WHAT YOU SHOULD DO – Skip every line before the one containing "stderr, and a", then copy that line and the rest of the entries below exactly, through the last line.

SOURCE MATERIAL –
= = = = =

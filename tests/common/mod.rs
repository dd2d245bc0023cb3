// Shared test helpers for integration tests
#![allow(dead_code)]

use std::fs;
use std::path::{Path, PathBuf};
use tempfile::{TempDir, tempdir};

/// Creates an empty temporary test directory.
pub fn empty_test_dir() -> TempDir {
    tempdir().expect("Failed to create temporary directory")
}

/// Writes a `/bin/sh` script named `name` into `dir` and marks it executable.
#[cfg(unix)]
pub fn write_script(dir: &Path, name: &str, body: &str) -> PathBuf {
    use std::os::unix::fs::PermissionsExt;

    let path = dir.join(name);
    fs::write(&path, format!("#!/bin/sh\n{body}\n")).expect("Failed to write script");
    let mut perms = fs::metadata(&path).expect("Failed to stat script").permissions();
    perms.set_mode(0o755);
    fs::set_permissions(&path, perms).expect("Failed to chmod script");
    path
}

/// Writes a regular, non-executable file.
pub fn write_plain(dir: &Path, name: &str, content: &str) -> PathBuf {
    let path = dir.join(name);
    fs::write(&path, content).expect("Failed to write file");
    path
}

/// The reference suite: one passing test, one failing test writing "boom" to
/// stderr, and a non-executable `readme.txt`.
#[cfg(unix)]
pub fn sample_suite() -> TempDir {
    let dir = empty_test_dir();
    write_script(dir.path(), "01_ok", "echo all good\nexit 0");
    write_script(dir.path(), "02_fail", "echo partial output\necho boom >&2\nexit 1");
    write_plain(dir.path(), "readme.txt", "not a test");
    dir
}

= = = = =

COMPLETED EXERCISE –
/// stderr, and a non-executable `readme.txt`.
#[cfg(unix)]
pub fn sample_suite() -> TempDir {
    let dir = empty_test_dir();
    write_script(dir.path(), "01_ok", "echo all good\nexit 0");
    write_script(dir.path(), "02_fail", "echo partial output\necho boom >&2\nexit 1");
    write_plain(dir.path(), "readme.txt", "not a test");
    dir
}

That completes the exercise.